▶ **Task details**
In the entries below, find each line bearing the string "ordinal" and copy it.

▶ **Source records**
★ ★ ★ ★ ★ ★ ★

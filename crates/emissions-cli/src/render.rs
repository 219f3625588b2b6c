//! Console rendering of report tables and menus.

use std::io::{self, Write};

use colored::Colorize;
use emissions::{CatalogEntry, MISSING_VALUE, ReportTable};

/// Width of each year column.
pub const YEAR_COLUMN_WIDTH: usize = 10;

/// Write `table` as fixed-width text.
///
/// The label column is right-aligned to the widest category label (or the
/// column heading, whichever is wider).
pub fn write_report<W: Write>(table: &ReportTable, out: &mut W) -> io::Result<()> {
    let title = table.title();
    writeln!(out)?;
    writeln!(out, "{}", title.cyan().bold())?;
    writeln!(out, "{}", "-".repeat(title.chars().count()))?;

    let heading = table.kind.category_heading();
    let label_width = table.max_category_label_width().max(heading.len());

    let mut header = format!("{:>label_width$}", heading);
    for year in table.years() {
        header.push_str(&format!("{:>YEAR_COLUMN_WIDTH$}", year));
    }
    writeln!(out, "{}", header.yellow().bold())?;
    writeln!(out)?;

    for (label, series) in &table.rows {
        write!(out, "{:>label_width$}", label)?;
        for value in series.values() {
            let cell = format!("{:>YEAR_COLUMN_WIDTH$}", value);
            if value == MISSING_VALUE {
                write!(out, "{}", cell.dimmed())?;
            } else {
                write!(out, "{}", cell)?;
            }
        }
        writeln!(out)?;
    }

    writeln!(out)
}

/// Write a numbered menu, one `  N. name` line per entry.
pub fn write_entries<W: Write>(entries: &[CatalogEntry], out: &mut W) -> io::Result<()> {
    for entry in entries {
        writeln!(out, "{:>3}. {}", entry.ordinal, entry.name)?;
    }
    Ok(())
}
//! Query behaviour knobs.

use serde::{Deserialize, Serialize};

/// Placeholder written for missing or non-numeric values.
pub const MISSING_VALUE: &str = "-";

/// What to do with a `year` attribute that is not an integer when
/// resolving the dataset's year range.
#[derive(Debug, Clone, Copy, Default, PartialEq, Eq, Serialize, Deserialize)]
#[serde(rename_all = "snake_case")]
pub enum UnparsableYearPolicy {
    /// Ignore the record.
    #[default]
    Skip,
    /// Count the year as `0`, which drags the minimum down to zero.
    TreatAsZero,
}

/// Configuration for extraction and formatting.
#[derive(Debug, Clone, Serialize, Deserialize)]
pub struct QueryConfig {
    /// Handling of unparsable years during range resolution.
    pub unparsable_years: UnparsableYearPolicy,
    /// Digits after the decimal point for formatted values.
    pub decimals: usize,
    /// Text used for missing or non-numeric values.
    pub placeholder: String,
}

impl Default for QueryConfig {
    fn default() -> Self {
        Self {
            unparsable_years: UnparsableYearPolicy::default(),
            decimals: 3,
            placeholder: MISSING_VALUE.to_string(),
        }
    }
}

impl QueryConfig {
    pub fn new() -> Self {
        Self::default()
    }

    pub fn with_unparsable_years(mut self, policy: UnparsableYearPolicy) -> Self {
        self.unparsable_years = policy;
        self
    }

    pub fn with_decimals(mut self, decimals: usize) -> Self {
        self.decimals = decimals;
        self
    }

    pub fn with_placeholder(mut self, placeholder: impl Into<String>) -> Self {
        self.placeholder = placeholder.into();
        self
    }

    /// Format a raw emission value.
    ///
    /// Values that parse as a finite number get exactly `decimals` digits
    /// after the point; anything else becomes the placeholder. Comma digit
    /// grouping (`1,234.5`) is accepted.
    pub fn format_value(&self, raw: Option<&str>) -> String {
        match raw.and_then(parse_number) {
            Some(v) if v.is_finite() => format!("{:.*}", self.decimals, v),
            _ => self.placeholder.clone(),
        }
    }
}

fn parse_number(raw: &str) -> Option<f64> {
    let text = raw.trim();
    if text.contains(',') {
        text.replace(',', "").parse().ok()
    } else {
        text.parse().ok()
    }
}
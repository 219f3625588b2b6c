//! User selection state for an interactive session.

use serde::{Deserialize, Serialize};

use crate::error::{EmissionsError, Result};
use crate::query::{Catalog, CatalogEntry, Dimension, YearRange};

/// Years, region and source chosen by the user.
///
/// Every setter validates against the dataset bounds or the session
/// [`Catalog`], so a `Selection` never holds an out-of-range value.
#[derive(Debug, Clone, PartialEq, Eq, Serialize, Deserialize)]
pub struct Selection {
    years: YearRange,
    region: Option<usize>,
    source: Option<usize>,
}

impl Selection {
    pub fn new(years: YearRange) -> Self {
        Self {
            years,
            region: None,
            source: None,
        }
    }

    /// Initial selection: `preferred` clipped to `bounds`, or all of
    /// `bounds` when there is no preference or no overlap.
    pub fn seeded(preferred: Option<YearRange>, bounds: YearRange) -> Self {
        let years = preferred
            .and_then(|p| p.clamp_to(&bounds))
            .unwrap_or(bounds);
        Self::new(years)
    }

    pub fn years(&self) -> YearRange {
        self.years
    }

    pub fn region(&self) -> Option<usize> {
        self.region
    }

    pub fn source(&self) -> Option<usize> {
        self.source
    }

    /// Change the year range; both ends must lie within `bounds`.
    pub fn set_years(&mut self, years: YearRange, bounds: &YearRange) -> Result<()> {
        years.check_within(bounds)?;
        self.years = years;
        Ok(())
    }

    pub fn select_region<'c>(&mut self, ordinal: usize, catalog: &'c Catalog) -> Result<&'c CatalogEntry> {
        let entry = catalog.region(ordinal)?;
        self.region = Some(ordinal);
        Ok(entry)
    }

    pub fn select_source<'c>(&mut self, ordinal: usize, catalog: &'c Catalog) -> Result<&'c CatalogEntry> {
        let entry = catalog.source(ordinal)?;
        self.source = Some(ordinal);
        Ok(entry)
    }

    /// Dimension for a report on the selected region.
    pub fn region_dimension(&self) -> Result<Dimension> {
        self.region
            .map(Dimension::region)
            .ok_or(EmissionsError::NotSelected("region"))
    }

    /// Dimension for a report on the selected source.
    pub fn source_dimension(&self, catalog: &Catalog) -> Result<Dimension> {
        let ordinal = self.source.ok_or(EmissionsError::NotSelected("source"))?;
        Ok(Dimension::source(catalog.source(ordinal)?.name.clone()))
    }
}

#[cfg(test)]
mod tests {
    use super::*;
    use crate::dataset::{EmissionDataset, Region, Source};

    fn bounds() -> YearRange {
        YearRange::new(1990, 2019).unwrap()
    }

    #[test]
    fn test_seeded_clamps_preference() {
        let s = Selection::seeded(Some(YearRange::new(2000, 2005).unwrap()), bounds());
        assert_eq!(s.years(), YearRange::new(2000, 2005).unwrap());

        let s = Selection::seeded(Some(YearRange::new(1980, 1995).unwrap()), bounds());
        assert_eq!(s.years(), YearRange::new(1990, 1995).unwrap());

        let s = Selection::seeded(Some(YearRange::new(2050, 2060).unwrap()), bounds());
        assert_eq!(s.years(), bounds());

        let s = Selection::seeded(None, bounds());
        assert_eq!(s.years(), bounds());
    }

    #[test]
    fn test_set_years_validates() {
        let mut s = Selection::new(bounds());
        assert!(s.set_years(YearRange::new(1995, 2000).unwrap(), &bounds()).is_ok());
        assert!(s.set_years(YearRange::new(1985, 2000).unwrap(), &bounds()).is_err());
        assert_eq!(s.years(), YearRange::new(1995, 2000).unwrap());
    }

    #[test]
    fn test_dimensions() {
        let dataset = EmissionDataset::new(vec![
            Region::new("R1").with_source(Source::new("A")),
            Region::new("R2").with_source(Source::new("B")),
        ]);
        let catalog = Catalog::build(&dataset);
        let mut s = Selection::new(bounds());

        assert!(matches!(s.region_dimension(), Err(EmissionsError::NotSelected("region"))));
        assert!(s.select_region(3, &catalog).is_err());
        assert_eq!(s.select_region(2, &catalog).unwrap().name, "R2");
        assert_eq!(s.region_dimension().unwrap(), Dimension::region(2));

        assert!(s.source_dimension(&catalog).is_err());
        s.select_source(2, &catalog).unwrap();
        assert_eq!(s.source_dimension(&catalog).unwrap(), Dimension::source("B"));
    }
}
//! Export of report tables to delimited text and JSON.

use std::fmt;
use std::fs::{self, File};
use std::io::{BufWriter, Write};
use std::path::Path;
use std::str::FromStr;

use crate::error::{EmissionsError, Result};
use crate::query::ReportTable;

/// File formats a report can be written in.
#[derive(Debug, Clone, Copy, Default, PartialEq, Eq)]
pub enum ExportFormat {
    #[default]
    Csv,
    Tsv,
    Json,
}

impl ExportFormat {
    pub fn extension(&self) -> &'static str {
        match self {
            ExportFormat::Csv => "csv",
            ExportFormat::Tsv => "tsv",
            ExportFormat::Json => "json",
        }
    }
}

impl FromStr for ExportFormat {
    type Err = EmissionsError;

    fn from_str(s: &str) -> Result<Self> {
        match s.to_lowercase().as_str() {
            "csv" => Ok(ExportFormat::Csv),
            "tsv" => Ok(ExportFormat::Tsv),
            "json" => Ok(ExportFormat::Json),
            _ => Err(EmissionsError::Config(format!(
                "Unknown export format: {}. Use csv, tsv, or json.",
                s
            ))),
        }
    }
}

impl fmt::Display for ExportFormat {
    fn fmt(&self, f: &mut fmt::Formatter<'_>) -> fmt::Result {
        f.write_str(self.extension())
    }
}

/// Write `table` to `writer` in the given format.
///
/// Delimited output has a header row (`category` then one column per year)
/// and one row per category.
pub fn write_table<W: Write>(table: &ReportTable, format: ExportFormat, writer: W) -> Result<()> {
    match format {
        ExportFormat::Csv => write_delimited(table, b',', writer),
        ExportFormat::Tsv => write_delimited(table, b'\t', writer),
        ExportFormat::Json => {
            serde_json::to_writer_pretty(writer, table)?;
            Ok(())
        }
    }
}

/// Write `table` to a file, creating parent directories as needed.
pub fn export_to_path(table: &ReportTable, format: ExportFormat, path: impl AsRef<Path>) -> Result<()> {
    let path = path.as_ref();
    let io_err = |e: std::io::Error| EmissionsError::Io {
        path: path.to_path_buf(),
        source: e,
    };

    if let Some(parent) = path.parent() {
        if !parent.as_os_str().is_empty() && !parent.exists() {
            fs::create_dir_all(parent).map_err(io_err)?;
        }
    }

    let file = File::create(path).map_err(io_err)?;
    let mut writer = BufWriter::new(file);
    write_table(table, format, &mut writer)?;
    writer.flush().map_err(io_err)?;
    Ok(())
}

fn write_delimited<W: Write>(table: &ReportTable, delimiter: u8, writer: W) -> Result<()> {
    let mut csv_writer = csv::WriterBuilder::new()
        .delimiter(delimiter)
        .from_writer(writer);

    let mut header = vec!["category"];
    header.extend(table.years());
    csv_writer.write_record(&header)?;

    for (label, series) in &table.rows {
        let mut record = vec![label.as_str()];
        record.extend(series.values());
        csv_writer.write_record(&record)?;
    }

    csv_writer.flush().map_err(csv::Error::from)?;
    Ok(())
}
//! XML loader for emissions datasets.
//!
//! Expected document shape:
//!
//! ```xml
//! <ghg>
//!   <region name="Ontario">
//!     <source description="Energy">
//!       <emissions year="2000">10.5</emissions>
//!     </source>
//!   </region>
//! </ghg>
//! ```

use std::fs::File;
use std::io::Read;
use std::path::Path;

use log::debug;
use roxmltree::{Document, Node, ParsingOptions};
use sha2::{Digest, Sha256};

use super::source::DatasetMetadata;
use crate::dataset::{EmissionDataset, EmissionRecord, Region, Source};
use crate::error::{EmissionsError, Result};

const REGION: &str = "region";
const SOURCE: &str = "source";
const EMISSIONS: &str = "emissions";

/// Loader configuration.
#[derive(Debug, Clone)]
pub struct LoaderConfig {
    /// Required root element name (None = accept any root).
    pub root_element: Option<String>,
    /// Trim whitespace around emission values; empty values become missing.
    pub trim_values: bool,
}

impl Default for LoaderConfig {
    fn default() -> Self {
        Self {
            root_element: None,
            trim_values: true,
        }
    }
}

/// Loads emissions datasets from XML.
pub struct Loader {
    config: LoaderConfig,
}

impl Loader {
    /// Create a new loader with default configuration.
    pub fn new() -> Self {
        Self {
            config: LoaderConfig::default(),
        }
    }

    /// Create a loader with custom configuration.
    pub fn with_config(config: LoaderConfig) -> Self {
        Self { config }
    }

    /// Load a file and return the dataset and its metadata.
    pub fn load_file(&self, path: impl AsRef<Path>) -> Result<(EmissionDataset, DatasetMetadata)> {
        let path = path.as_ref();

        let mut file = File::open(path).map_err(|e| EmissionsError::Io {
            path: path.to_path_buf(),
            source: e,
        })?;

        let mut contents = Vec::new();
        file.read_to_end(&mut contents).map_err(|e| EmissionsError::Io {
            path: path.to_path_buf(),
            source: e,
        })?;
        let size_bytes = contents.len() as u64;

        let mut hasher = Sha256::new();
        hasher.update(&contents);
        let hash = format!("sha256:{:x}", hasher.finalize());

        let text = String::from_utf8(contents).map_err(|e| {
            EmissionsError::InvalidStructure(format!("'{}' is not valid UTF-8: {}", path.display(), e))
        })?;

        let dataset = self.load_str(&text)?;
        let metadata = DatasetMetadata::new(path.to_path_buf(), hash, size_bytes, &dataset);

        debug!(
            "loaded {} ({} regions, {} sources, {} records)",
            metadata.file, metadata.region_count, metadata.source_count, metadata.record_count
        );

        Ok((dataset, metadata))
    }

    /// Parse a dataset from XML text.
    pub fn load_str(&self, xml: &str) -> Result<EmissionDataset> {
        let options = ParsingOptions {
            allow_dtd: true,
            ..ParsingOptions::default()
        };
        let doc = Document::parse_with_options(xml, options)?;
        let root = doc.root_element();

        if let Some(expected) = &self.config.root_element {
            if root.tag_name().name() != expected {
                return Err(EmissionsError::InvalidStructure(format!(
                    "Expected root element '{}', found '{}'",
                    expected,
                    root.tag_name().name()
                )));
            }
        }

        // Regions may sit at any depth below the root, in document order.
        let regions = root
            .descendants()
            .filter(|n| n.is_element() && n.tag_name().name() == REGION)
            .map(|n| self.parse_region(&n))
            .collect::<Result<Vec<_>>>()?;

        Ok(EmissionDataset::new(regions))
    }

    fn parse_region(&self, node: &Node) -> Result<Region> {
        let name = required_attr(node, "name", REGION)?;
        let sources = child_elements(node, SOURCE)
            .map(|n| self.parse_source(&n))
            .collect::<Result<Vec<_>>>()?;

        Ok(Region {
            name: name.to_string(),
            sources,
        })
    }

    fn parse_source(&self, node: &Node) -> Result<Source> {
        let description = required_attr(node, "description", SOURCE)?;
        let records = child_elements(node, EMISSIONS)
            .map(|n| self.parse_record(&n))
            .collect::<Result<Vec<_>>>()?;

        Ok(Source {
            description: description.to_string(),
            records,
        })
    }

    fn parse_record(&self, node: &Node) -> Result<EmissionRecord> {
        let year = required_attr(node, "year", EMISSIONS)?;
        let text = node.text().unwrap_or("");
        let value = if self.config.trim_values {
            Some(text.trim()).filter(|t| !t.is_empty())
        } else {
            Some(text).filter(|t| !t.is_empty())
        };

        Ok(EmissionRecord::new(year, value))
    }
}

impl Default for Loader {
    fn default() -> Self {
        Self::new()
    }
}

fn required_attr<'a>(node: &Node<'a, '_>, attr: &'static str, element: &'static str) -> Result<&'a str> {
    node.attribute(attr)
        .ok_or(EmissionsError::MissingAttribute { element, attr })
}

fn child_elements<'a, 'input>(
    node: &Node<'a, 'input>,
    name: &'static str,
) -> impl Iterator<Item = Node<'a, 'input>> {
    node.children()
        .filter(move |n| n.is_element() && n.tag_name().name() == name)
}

★ ★ ★ ★ ★ ★ ★

▶ **Solution**
        writeln!(out, "{:>3}. {}", entry.ordinal, entry.name)?;
    pub fn select_region<'c>(&mut self, ordinal: usize, catalog: &'c Catalog) -> Result<&'c CatalogEntry> {
        let entry = catalog.region(ordinal)?;
        self.region = Some(ordinal);
    pub fn select_source<'c>(&mut self, ordinal: usize, catalog: &'c Catalog) -> Result<&'c CatalogEntry> {
        let entry = catalog.source(ordinal)?;
        self.source = Some(ordinal);
        let ordinal = self.source.ok_or(EmissionsError::NotSelected("source"))?;
        Ok(Dimension::source(catalog.source(ordinal)?.name.clone()))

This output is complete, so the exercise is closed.